> **Task brief**: Filter by the string "dates": return the lines of the material that contain it.

> **Extracted records**:

// SPDX-License-Identifier: MIT

//! Activity model for storage and API.
//!
//! An [`Activity`] is one logged outing: common fields (date, location,
//! owner) plus a tagged union of type-specific metrics. Records are written
//! exactly once; the optional weather snapshot is attached at creation and
//! never refreshed.

use crate::models::WeatherData;
use chrono::NaiveDate;
use serde::{Deserialize, Serialize};

/// The three supported activity kinds.
///
/// The wire spelling ("Mountain Biking" with a space) matches what the
/// store already holds.
#[derive(Debug, Clone, Copy, PartialEq, Eq, Serialize, Deserialize)]
pub enum ActivityType {
    Golf,
    Surfing,
    #[serde(rename = "Mountain Biking")]
    MountainBiking,
}

/// Type-specific metrics, discriminated by the `type` field.
///
/// Legacy records written by the old client used lowercase field names
/// (`coursename`, `beachname`, `trailsystem`); those are accepted on
/// deserialization only. Everything we write uses the canonical camelCase
/// spelling.
#[derive(Debug, Clone, PartialEq, Serialize, Deserialize)]
#[serde(tag = "type")]
pub enum ActivityDetails {
    Golf {
        #[serde(rename = "courseName", alias = "coursename")]
        course_name: String,
        score: i64,
    },
    Surfing {
        /// Session length in hours
        duration: f64,
        #[serde(rename = "beachName", alias = "beachname")]
        beach_name: String,
    },
    #[serde(rename = "Mountain Biking")]
    MountainBiking {
        /// Ride length in hours
        duration: f64,
        /// Distance in miles
        distance: f64,
        #[serde(rename = "trailSystem", alias = "trailsystem")]
        trail_system: String,
    },
}

impl ActivityDetails {
    /// The discriminator for these metrics.
    pub fn activity_type(&self) -> ActivityType {
        match self {
            ActivityDetails::Golf { .. } => ActivityType::Golf,
            ActivityDetails::Surfing { .. } => ActivityType::Surfing,
            ActivityDetails::MountainBiking { .. } => ActivityType::MountainBiking,
        }
    }
}

/// Stored activity record.
#[derive(Debug, Clone, PartialEq, Serialize, Deserialize)]
pub struct Activity {
    /// Record ID (UUID, also used as document ID). Assigned before
    /// persistence and immutable thereafter.
    pub id: String,
    /// Calendar date of the outing
    pub date: NaiveDate,
    /// City (free text)
    pub city: String,
    /// State (free text)
    pub state: String,
    /// Owner; always the authenticated user
    pub user_id: String,
    /// Server-assigned creation timestamp (RFC 3339)
    #[serde(skip_serializing_if = "Option::is_none")]
    pub created_at: Option<String>,
    /// Weather snapshot attached at creation
    #[serde(skip_serializing_if = "Option::is_none")]
    pub weather: Option<WeatherData>,
    /// Type discriminator plus variant metrics
    #[serde(flatten)]
    pub details: ActivityDetails,
}

/// Raw form state for a new activity, exactly as the client form holds it.
///
/// All fields are strings; numeric fields are parsed during validation so
/// that bad input is rejected instead of being coerced to NaN.
#[derive(Debug, Clone, Default, Deserialize)]
pub struct ActivityForm {
    /// Common fields default to empty when absent so a missing key is a
    /// validation error, not a deserialization failure.
    #[serde(default)]
    pub date: String,
    #[serde(default)]
    pub city: String,
    #[serde(default)]
    pub state: String,
    #[serde(rename = "type")]
    pub activity_type: Option<ActivityType>,
    // Golf
    #[serde(rename = "courseName", default)]
    pub course_name: Option<String>,
    #[serde(default)]
    pub score: Option<String>,
    // Surfing / Mountain Biking
    #[serde(default)]
    pub duration: Option<String>,
    #[serde(rename = "beachName", default)]
    pub beach_name: Option<String>,
    #[serde(default)]
    pub distance: Option<String>,
    #[serde(rename = "trailSystem", default)]
    pub trail_system: Option<String>,
}

/// Form validation failure, named after the offending field.
#[derive(Debug, thiserror::Error, PartialEq, Eq)]
pub enum ValidationError {
    #[error("Missing required field: {0}")]
    MissingField(&'static str),

    #[error("Field {0} must be a number")]
    InvalidNumber(&'static str),

    #[error("Invalid date: {0}")]
    InvalidDate(String),
}

impl From<ValidationError> for crate::error::AppError {
    fn from(err: ValidationError) -> Self {
        crate::error::AppError::BadRequest(err.to_string())
    }
}

/// Reject blank text input for a required field.
fn required_str(value: &str, field: &'static str) -> Result<String, ValidationError> {
    let trimmed = value.trim();
    if trimmed.is_empty() {
        return Err(ValidationError::MissingField(field));
    }
    Ok(trimmed.to_string())
}

/// Pull a required text field out of the form, rejecting blank input.
fn required_text(
    value: &Option<String>,
    field: &'static str,
) -> Result<String, ValidationError> {
    match value.as_deref() {
        Some(v) => required_str(v, field),
        None => Err(ValidationError::MissingField(field)),
    }
}

/// Parse a required numeric field. Non-numeric or non-finite input is a
/// validation error, never a stored sentinel.
fn required_number(
    value: &Option<String>,
    field: &'static str,
) -> Result<f64, ValidationError> {
    let raw = required_text(value, field)?;
    match raw.parse::<f64>() {
        Ok(n) if n.is_finite() => Ok(n),
        _ => Err(ValidationError::InvalidNumber(field)),
    }
}

impl Activity {
    /// Validate raw form state and assemble a new record for `user_id`.
    ///
    /// Assigns a fresh UUID; `weather` and `created_at` stay unset until the
    /// submission workflow and the store fill them in.
    pub fn from_form(form: &ActivityForm, user_id: &str) -> Result<Self, ValidationError> {
        let date: NaiveDate = {
            let raw = form.date.trim();
            if raw.is_empty() {
                return Err(ValidationError::MissingField("date"));
            }
            raw.parse()
                .map_err(|_| ValidationError::InvalidDate(raw.to_string()))?
        };

        let city = required_str(&form.city, "city")?;
        let state = required_str(&form.state, "state")?;

        let activity_type = form
            .activity_type
            .ok_or(ValidationError::MissingField("type"))?;

        let details = match activity_type {
            ActivityType::Golf => {
                let course_name = required_text(&form.course_name, "courseName")?;
                let score_raw = required_text(&form.score, "score")?;
                let score = score_raw
                    .parse::<i64>()
                    .map_err(|_| ValidationError::InvalidNumber("score"))?;
                ActivityDetails::Golf { course_name, score }
            }
            ActivityType::Surfing => ActivityDetails::Surfing {
                duration: required_number(&form.duration, "duration")?,
                beach_name: required_text(&form.beach_name, "beachName")?,
            },
            ActivityType::MountainBiking => ActivityDetails::MountainBiking {
                duration: required_number(&form.duration, "duration")?,
                distance: required_number(&form.distance, "distance")?,
                trail_system: required_text(&form.trail_system, "trailSystem")?,
            },
        };

        Ok(Self {
            id: uuid::Uuid::new_v4().to_string(),
            date,
            city,
            state,
            user_id: user_id.to_string(),
            created_at: None,
            weather: None,
            details,
        })
    }
}

/// Sort a history list newest-first by outing date.
///
/// Display order is never persisted; re-sorting at the edge keeps the
/// rendered history correct regardless of insertion order.
pub fn sort_newest_first(activities: &mut [Activity]) {
    activities.sort_by(|a, b| b.date.cmp(&a.date));
}

#[cfg(test)]
mod tests {
    use super::*;

    fn golf_form() -> ActivityForm {
        ActivityForm {
            date: "2024-06-01".to_string(),
            city: "Austin".to_string(),
            state: "TX".to_string(),
            activity_type: Some(ActivityType::Golf),
            course_name: Some("Hill Country".to_string()),
            score: Some("82".to_string()),
            ..Default::default()
        }
    }

    #[test]
    fn test_golf_form_round_trip() {
        let activity = Activity::from_form(&golf_form(), "user-1").unwrap();

        assert_eq!(activity.date, "2024-06-01".parse::<NaiveDate>().unwrap());
        assert_eq!(activity.city, "Austin");
        assert_eq!(activity.state, "TX");
        assert_eq!(activity.user_id, "user-1");
        assert!(activity.weather.is_none());
        assert!(activity.created_at.is_none());
        assert_eq!(
            activity.details,
            ActivityDetails::Golf {
                course_name: "Hill Country".to_string(),
                score: 82,
            }
        );
    }

    #[test]
    fn test_surfing_form_parses_float_duration() {
        let form = ActivityForm {
            date: "2024-05-10".to_string(),
            city: "Santa Cruz".to_string(),
            state: "CA".to_string(),
            activity_type: Some(ActivityType::Surfing),
            duration: Some("1.5".to_string()),
            beach_name: Some("Pleasure Point".to_string()),
            ..Default::default()
        };

        let activity = Activity::from_form(&form, "user-1").unwrap();
        assert_eq!(
            activity.details,
            ActivityDetails::Surfing {
                duration: 1.5,
                beach_name: "Pleasure Point".to_string(),
            }
        );
    }

    #[test]
    fn test_mountain_biking_requires_all_metrics() {
        let form = ActivityForm {
            date: "2024-05-10".to_string(),
            city: "Moab".to_string(),
            state: "UT".to_string(),
            activity_type: Some(ActivityType::MountainBiking),
            duration: Some("2".to_string()),
            distance: None,
            trail_system: Some("Slickrock".to_string()),
            ..Default::default()
        };

        let err = Activity::from_form(&form, "user-1").unwrap_err();
        assert_eq!(err, ValidationError::MissingField("distance"));
    }

    #[test]
    fn test_non_numeric_score_rejected() {
        let mut form = golf_form();
        form.score = Some("eighty-two".to_string());

        let err = Activity::from_form(&form, "user-1").unwrap_err();
        assert_eq!(err, ValidationError::InvalidNumber("score"));
    }

    #[test]
    fn test_nan_duration_rejected() {
        let form = ActivityForm {
            date: "2024-05-10".to_string(),
            city: "Santa Cruz".to_string(),
            state: "CA".to_string(),
            activity_type: Some(ActivityType::Surfing),
            duration: Some("NaN".to_string()),
            beach_name: Some("Steamer Lane".to_string()),
            ..Default::default()
        };

        let err = Activity::from_form(&form, "user-1").unwrap_err();
        assert_eq!(err, ValidationError::InvalidNumber("duration"));
    }

    #[test]
    fn test_blank_city_rejected() {
        let mut form = golf_form();
        form.city = "   ".to_string();

        let err = Activity::from_form(&form, "user-1").unwrap_err();
        assert_eq!(err, ValidationError::MissingField("city"));
    }

    #[test]
    fn test_bad_date_rejected() {
        let mut form = golf_form();
        form.date = "junk".to_string();

        let err = Activity::from_form(&form, "user-1").unwrap_err();
        assert_eq!(err, ValidationError::InvalidDate("junk".to_string()));
    }

    #[test]
    fn test_each_record_gets_a_fresh_id() {
        let a = Activity::from_form(&golf_form(), "user-1").unwrap();
        let b = Activity::from_form(&golf_form(), "user-1").unwrap();
        assert_ne!(a.id, b.id);
    }

    #[test]
    fn test_serialization_uses_canonical_names() {
        let activity = Activity::from_form(&golf_form(), "user-1").unwrap();
        let json = serde_json::to_value(&activity).unwrap();

        assert_eq!(json["type"], "Golf");
        assert_eq!(json["courseName"], "Hill Country");
        assert_eq!(json["score"], 82);
        assert_eq!(json["date"], "2024-06-01");
        // Legacy lowercase spellings are never written
        assert!(json.get("coursename").is_none());
    }

    #[test]
    fn test_legacy_lowercase_fields_still_deserialize() {
        let json = serde_json::json!({
            "id": "abc",
            "date": "2023-11-02",
            "city": "Bend",
            "state": "OR",
            "user_id": "user-1",
            "type": "Mountain Biking",
            "duration": 2.5,
            "distance": 14.0,
            "trailsystem": "Phil's Trail"
        });

        let activity: Activity = serde_json::from_value(json).unwrap();
        assert_eq!(
            activity.details,
            ActivityDetails::MountainBiking {
                duration: 2.5,
                distance: 14.0,
                trail_system: "Phil's Trail".to_string(),
            }
        );
    }

    #[test]
    fn test_sort_newest_first() {
        let dates = ["2024-01-01", "2024-03-01", "2024-02-01"];
        let mut activities: Vec<Activity> = dates
            .iter()
            .map(|d| {
                let mut form = golf_form();
                form.date = d.to_string();
                Activity::from_form(&form, "user-1").unwrap()
            })
            .collect();

        sort_newest_first(&mut activities);

        let sorted: Vec<String> = activities.iter().map(|a| a.date.to_string()).collect();
        assert_eq!(sorted, vec!["2024-03-01", "2024-02-01", "2024-01-01"]);
    }
}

> **Written answer**:
        let dates = ["2024-01-01", "2024-03-01", "2024-02-01"];
        let mut activities: Vec<Activity> = dates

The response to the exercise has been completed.